### DATA FOR THIS TASK ###

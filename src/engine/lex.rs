//! The built-in lex engine: markup trees in, HTML pages out.
//!
//! Conversion runs in three steps:
//!
//! 1. **Packages**: an element `<pkg:name>` whose prefix is one of the
//!    document's packages is replaced by the body of
//!    `<dir>/<pkg>/<name>.lex`, looked up along the module search path.
//! 2. **Body**: the expanded body is serialized back to markup and rendered
//!    as CommonMark. Elements pass through as raw HTML.
//! 3. **Theme**: the rendered body is placed into the theme tree at
//!    `<theme:content/>`. `<theme:title/>`, `<theme:root/>` and
//!    `<theme:meta name="key"/>` are filled from document metadata. Without
//!    a theme tree the page gets a bare maud layout.

use super::document::{Document, Element, Node, is_void, to_markup, write_open_tag};
use super::markup;
use super::{ConvertOptions, Engine, Log};
use maud::{DOCTYPE, Markup, PreEscaped, html};
use pulldown_cmark::{Options, Parser, html::push_html};
use std::path::{Path, PathBuf};

/// Baked into generated pages as `<meta name="generator">`.
const GENERATOR: &str = concat!("esmero ", env!("CARGO_PKG_VERSION"));

/// Package partials may themselves use packages, up to this depth.
const MAX_PACKAGE_DEPTH: usize = 8;

#[derive(Debug, Clone, Copy, Default)]
pub struct LexEngine;

impl Engine for LexEngine {
    fn parse(&self, text: &str, path: &Path) -> (Document, Log) {
        markup::parse_document(text, path)
    }

    fn convert(&self, doc: &Document, options: &ConvertOptions<'_>) -> (String, Log) {
        let mut log = Log::default();
        let packages = Packages {
            names: options
                .packages
                .iter()
                .filter(|p| p.as_str() != options.theme)
                .map(String::as_str)
                .collect(),
            module_path: options.module_path,
        };
        let body = packages.expand(doc.body.clone(), &doc.path, 0, &mut log);
        let content = render_markdown(&to_markup(&body));
        let title = page_title(doc);

        let page = match &doc.theme {
            Some(theme) => {
                let mut out = String::with_capacity(content.len() * 2);
                fill_theme(theme, options.theme, doc, &title, &content, &mut out);
                out
            }
            None => {
                log.warning(
                    &doc.path,
                    0,
                    format!("theme '{}' not found, using the default layout", options.theme),
                );
                default_layout(&title, &content).into_string()
            }
        };
        (page, log)
    }
}

struct Packages<'a> {
    names: Vec<&'a str>,
    module_path: &'a [PathBuf],
}

impl Packages<'_> {
    fn expand(&self, nodes: Vec<Node>, path: &Path, depth: usize, log: &mut Log) -> Vec<Node> {
        let mut out = Vec::with_capacity(nodes.len());
        for node in nodes {
            let mut el = match node {
                Node::Element(el) => el,
                text => {
                    out.push(text);
                    continue;
                }
            };
            match self.partial_for(&el) {
                Some((pkg, name)) if depth >= MAX_PACKAGE_DEPTH => {
                    log.warning(
                        path,
                        el.line,
                        format!("<{pkg}:{name}> nested too deeply, left unexpanded"),
                    );
                    out.push(el.into());
                }
                Some((pkg, name)) => match self.load(pkg, name, log) {
                    Some(body) => out.extend(self.expand(body, path, depth + 1, log)),
                    None => {
                        log.warning(
                            path,
                            el.line,
                            format!("<{pkg}:{name}> not found on the module path"),
                        );
                        out.push(el.into());
                    }
                },
                None => {
                    el.children = self.expand(el.children, path, depth, log);
                    out.push(el.into());
                }
            }
        }
        out
    }

    fn partial_for<'e>(&self, el: &'e Element) -> Option<(&'e str, &'e str)> {
        let (pkg, name) = el.name.split_once(':')?;
        self.names.contains(&pkg).then_some((pkg, name))
    }

    fn load(&self, pkg: &str, name: &str, log: &mut Log) -> Option<Vec<Node>> {
        let file = self
            .module_path
            .iter()
            .map(|dir| dir.join(pkg).join(format!("{name}.lex")))
            .find(|candidate| candidate.is_file())?;
        match std::fs::read_to_string(&file) {
            Ok(text) => {
                let (partial, partial_log) = markup::parse_document(&text, &file);
                log.append(partial_log);
                Some(partial.body)
            }
            Err(err) => {
                log.error(&file, 0, format!("cannot read package partial: {err}"));
                None
            }
        }
    }
}

/// Render CommonMark with tables and strikethrough; raw HTML passes through.
pub fn render_markdown(source: &str) -> String {
    let options = Options::ENABLE_TABLES | Options::ENABLE_STRIKETHROUGH;
    let mut out = String::with_capacity(source.len() * 2);
    push_html(&mut out, Parser::new_ext(source, options));
    out
}

/// `title` metadata, else the file stem.
fn page_title(doc: &Document) -> String {
    doc.meta.get("title").cloned().unwrap_or_else(|| {
        doc.path
            .file_stem()
            .map(|s| s.to_string_lossy().to_string())
            .unwrap_or_default()
    })
}

fn escape(text: &str) -> String {
    html! { (text) }.into_string()
}

fn fill_theme(
    nodes: &[Node],
    theme: &str,
    doc: &Document,
    title: &str,
    content: &str,
    out: &mut String,
) {
    for node in nodes {
        let el = match node {
            Node::Text(t) => {
                out.push_str(t);
                continue;
            }
            Node::Element(el) => el,
        };
        match el.name.strip_prefix(theme).and_then(|n| n.strip_prefix(':')) {
            Some("content") => out.push_str(content),
            Some("title") => out.push_str(&escape(title)),
            Some("root") => out.push_str(&escape(
                doc.meta.get("root").map(String::as_str).unwrap_or(""),
            )),
            Some("meta") => {
                let value = el
                    .attr("name")
                    .and_then(|key| doc.meta.get(key))
                    .map(String::as_str)
                    .unwrap_or("");
                out.push_str(&escape(value));
            }
            _ => {
                write_open_tag(el, out);
                if el.children.is_empty() && is_void(&el.name) {
                    continue;
                }
                fill_theme(&el.children, theme, doc, title, content, out);
                out.push_str("</");
                out.push_str(&el.name);
                out.push('>');
            }
        }
    }
}

fn default_layout(title: &str, content: &str) -> Markup {
    html! {
        (DOCTYPE)
        html lang="en" {
            head {
                meta charset="utf-8";
                meta name="viewport" content="width=device-width, initial-scale=1";
                meta name="generator" content=(GENERATOR);
                title { (title) }
            }
            body {
                (PreEscaped(content))
            }
        }
    }
}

###

Output the material above, all of it, exactly.

filename src/engine/lex.rs
//! The built-in lex engine: markup trees in, HTML pages out.
//!
//! Conversion runs in three steps:
//!
//! 1. **Packages**: an element `<pkg:name>` whose prefix is one of the
//!    document's packages is replaced by the body of
//!    `<dir>/<pkg>/<name>.lex`, looked up along the module search path.
//! 2. **Body**: the expanded body is serialized back to markup and rendered
//!    as CommonMark. Elements pass through as raw HTML.
//! 3. **Theme**: the rendered body is placed into the theme tree at
//!    `<theme:content/>`. `<theme:title/>`, `<theme:root/>` and
//!    `<theme:meta name="key"/>` are filled from document metadata. Without
//!    a theme tree the page gets a bare maud layout.

use super::document::{Document, Element, Node, is_void, to_markup, write_open_tag};
use super::markup;
use super::{ConvertOptions, Engine, Log};
use maud::{DOCTYPE, Markup, PreEscaped, html};
use pulldown_cmark::{Options, Parser, html::push_html};
use std::path::{Path, PathBuf};

/// Baked into generated pages as `<meta name="generator">`.
const GENERATOR: &str = concat!("esmero ", env!("CARGO_PKG_VERSION"));

/// Package partials may themselves use packages, up to this depth.
const MAX_PACKAGE_DEPTH: usize = 8;

#[derive(Debug, Clone, Copy, Default)]
pub struct LexEngine;

impl Engine for LexEngine {
    fn parse(&self, text: &str, path: &Path) -> (Document, Log) {
        markup::parse_document(text, path)
    }

    fn convert(&self, doc: &Document, options: &ConvertOptions<'_>) -> (String, Log) {
        let mut log = Log::default();
        let packages = Packages {
            names: options
                .packages
                .iter()
                .filter(|p| p.as_str() != options.theme)
                .map(String::as_str)
                .collect(),
            module_path: options.module_path,
        };
        let body = packages.expand(doc.body.clone(), &doc.path, 0, &mut log);
        let content = render_markdown(&to_markup(&body));
        let title = page_title(doc);

        let page = match &doc.theme {
            Some(theme) => {
                let mut out = String::with_capacity(content.len() * 2);
                fill_theme(theme, options.theme, doc, &title, &content, &mut out);
                out
            }
            None => {
                log.warning(
                    &doc.path,
                    0,
                    format!("theme '{}' not found, using the default layout", options.theme),
                );
                default_layout(&title, &content).into_string()
            }
        };
        (page, log)
    }
}

struct Packages<'a> {
    names: Vec<&'a str>,
    module_path: &'a [PathBuf],
}

impl Packages<'_> {
    fn expand(&self, nodes: Vec<Node>, path: &Path, depth: usize, log: &mut Log) -> Vec<Node> {
        let mut out = Vec::with_capacity(nodes.len());
        for node in nodes {
            let mut el = match node {
                Node::Element(el) => el,
                text => {
                    out.push(text);
                    continue;
                }
            };
            match self.partial_for(&el) {
                Some((pkg, name)) if depth >= MAX_PACKAGE_DEPTH => {
                    log.warning(
                        path,
                        el.line,
                        format!("<{pkg}:{name}> nested too deeply, left unexpanded"),
                    );
                    out.push(el.into());
                }
                Some((pkg, name)) => match self.load(pkg, name, log) {
                    Some(body) => out.extend(self.expand(body, path, depth + 1, log)),
                    None => {
                        log.warning(
                            path,
                            el.line,
                            format!("<{pkg}:{name}> not found on the module path"),
                        );
                        out.push(el.into());
                    }
                },
                None => {
                    el.children = self.expand(el.children, path, depth, log);
                    out.push(el.into());
                }
            }
        }
        out
    }

    fn partial_for<'e>(&self, el: &'e Element) -> Option<(&'e str, &'e str)> {
        let (pkg, name) = el.name.split_once(':')?;
        self.names.contains(&pkg).then_some((pkg, name))
    }

    fn load(&self, pkg: &str, name: &str, log: &mut Log) -> Option<Vec<Node>> {
        let file = self
            .module_path
            .iter()
            .map(|dir| dir.join(pkg).join(format!("{name}.lex")))
            .find(|candidate| candidate.is_file())?;
        match std::fs::read_to_string(&file) {
            Ok(text) => {
                let (partial, partial_log) = markup::parse_document(&text, &file);
                log.append(partial_log);
                Some(partial.body)
            }
            Err(err) => {
                log.error(&file, 0, format!("cannot read package partial: {err}"));
                None
            }
        }
    }
}

/// Render CommonMark with tables and strikethrough; raw HTML passes through.
pub fn render_markdown(source: &str) -> String {
    let options = Options::ENABLE_TABLES | Options::ENABLE_STRIKETHROUGH;
    let mut out = String::with_capacity(source.len() * 2);
    push_html(&mut out, Parser::new_ext(source, options));
    out
}

/// `title` metadata, else the file stem.
fn page_title(doc: &Document) -> String {
    doc.meta.get("title").cloned().unwrap_or_else(|| {
        doc.path
            .file_stem()
            .map(|s| s.to_string_lossy().to_string())
            .unwrap_or_default()
    })
}

fn escape(text: &str) -> String {
    html! { (text) }.into_string()
}

fn fill_theme(
    nodes: &[Node],
    theme: &str,
    doc: &Document,
    title: &str,
    content: &str,
    out: &mut String,
) {
    for node in nodes {
        let el = match node {
            Node::Text(t) => {
                out.push_str(t);
                continue;
            }
            Node::Element(el) => el,
        };
        match el.name.strip_prefix(theme).and_then(|n| n.strip_prefix(':')) {
            Some("content") => out.push_str(content),
            Some("title") => out.push_str(&escape(title)),
            Some("root") => out.push_str(&escape(
                doc.meta.get("root").map(String::as_str).unwrap_or(""),
            )),
            Some("meta") => {
                let value = el
                    .attr("name")
                    .and_then(|key| doc.meta.get(key))
                    .map(String::as_str)
                    .unwrap_or("");
                out.push_str(&escape(value));
            }
            _ => {
                write_open_tag(el, out);
                if el.children.is_empty() && is_void(&el.name) {
                    continue;
                }
                fill_theme(&el.children, theme, doc, title, content, out);
                out.push_str("</");
                out.push_str(&el.name);
                out.push('>');
            }
        }
    }
}

fn default_layout(title: &str, content: &str) -> Markup {
    html! {
        (DOCTYPE)
        html lang="en" {
            head {
                meta charset="utf-8";
                meta name="viewport" content="width=device-width, initial-scale=1";
                meta name="generator" content=(GENERATOR);
                title { (title) }
            }
            body {
                (PreEscaped(content))
            }
        }
    }
}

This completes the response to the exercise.